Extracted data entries

+ + + + +

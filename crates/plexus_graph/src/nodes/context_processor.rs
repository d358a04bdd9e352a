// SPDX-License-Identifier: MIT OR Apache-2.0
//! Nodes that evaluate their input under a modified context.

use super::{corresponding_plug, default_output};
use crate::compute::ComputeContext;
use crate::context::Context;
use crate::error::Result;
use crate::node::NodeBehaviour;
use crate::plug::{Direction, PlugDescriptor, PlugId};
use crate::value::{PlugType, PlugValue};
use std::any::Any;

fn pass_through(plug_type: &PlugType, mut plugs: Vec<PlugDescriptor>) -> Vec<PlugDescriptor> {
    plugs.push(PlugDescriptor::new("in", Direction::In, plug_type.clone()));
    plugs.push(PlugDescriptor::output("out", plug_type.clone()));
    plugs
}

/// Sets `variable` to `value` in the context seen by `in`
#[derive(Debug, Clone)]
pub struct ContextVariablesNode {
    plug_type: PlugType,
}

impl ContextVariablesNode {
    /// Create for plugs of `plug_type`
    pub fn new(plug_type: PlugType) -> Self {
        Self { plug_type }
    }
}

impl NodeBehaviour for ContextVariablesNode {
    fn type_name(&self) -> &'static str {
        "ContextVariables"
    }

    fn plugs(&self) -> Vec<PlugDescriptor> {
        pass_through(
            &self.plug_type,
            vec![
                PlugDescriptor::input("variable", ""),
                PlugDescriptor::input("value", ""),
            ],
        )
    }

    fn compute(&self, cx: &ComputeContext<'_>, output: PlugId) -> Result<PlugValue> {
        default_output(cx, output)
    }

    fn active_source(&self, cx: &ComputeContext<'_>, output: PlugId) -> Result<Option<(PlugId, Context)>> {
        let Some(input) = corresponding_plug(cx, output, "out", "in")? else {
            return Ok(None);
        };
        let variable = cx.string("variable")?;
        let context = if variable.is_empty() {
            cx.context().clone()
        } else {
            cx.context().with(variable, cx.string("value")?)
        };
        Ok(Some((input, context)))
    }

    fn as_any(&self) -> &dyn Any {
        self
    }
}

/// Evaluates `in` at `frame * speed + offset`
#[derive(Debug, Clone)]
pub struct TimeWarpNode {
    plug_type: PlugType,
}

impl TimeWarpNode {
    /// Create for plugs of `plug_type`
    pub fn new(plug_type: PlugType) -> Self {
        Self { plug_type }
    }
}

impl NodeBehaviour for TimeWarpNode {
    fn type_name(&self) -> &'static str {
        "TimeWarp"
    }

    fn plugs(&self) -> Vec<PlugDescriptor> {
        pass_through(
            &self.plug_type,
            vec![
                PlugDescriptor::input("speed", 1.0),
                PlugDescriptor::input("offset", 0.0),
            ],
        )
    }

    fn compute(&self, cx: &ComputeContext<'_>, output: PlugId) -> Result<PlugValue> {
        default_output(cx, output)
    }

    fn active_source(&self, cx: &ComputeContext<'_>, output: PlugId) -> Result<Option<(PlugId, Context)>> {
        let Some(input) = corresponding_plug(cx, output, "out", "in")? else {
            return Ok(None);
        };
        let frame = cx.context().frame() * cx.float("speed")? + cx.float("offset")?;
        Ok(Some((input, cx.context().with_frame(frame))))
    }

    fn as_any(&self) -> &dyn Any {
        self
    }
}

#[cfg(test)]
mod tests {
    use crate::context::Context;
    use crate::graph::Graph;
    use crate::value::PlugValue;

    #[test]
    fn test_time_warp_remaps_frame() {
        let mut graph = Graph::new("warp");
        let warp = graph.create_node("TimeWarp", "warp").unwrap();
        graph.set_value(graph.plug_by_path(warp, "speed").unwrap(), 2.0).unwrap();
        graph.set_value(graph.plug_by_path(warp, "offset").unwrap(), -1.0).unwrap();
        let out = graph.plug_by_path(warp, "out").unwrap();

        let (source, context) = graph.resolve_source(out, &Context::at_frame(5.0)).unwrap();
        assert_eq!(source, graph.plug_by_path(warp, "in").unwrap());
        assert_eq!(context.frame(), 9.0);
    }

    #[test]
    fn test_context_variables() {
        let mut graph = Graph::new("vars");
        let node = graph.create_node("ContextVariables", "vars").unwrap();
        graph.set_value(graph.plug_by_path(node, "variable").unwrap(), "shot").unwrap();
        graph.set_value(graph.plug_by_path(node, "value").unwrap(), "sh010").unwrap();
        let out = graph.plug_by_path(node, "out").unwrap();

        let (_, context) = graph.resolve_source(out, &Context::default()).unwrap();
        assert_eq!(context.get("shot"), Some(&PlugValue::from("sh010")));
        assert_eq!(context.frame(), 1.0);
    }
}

+ + + + +

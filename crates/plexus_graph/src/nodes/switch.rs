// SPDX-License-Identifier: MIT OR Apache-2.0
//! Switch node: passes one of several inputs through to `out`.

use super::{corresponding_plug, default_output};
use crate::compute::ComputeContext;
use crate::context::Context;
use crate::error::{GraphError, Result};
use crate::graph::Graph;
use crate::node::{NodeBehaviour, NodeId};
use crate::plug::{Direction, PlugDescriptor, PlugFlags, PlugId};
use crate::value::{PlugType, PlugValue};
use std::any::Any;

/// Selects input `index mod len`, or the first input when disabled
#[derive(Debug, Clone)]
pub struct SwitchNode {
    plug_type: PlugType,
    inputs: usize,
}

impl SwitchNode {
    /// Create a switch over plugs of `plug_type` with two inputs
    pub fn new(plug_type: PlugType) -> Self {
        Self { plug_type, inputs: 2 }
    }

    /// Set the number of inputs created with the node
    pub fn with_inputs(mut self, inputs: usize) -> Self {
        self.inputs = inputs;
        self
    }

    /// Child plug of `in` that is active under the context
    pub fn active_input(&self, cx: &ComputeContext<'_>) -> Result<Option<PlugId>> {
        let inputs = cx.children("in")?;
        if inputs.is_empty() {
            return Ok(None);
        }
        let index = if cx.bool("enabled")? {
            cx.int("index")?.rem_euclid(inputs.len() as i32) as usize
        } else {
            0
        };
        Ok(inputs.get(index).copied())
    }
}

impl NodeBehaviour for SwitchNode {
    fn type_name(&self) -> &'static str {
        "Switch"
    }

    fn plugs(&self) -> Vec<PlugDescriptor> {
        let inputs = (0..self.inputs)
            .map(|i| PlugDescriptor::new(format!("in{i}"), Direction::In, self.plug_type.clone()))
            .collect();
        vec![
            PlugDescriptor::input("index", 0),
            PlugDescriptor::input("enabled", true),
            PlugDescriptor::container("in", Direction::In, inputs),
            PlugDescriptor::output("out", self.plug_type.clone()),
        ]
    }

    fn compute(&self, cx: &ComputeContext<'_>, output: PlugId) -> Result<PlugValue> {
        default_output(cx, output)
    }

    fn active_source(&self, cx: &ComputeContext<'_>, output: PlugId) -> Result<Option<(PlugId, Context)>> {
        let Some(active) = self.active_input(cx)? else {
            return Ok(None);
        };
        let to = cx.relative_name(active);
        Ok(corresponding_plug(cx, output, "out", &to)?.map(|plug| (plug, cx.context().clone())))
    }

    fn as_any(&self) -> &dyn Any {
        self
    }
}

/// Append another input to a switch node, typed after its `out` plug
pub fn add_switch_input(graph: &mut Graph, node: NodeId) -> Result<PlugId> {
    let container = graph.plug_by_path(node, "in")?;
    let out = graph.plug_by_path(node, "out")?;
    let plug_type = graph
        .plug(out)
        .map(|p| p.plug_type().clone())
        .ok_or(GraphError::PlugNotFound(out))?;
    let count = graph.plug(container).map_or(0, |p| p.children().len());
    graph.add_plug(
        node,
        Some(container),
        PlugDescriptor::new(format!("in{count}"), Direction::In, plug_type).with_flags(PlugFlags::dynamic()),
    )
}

+ + + + +

> Exercise brief:
Where a line of the data above includes the string "under", pull it out.

> Output below:
//! Nodes that evaluate their input under a modified context.
    /// Child plug of `in` that is active under the context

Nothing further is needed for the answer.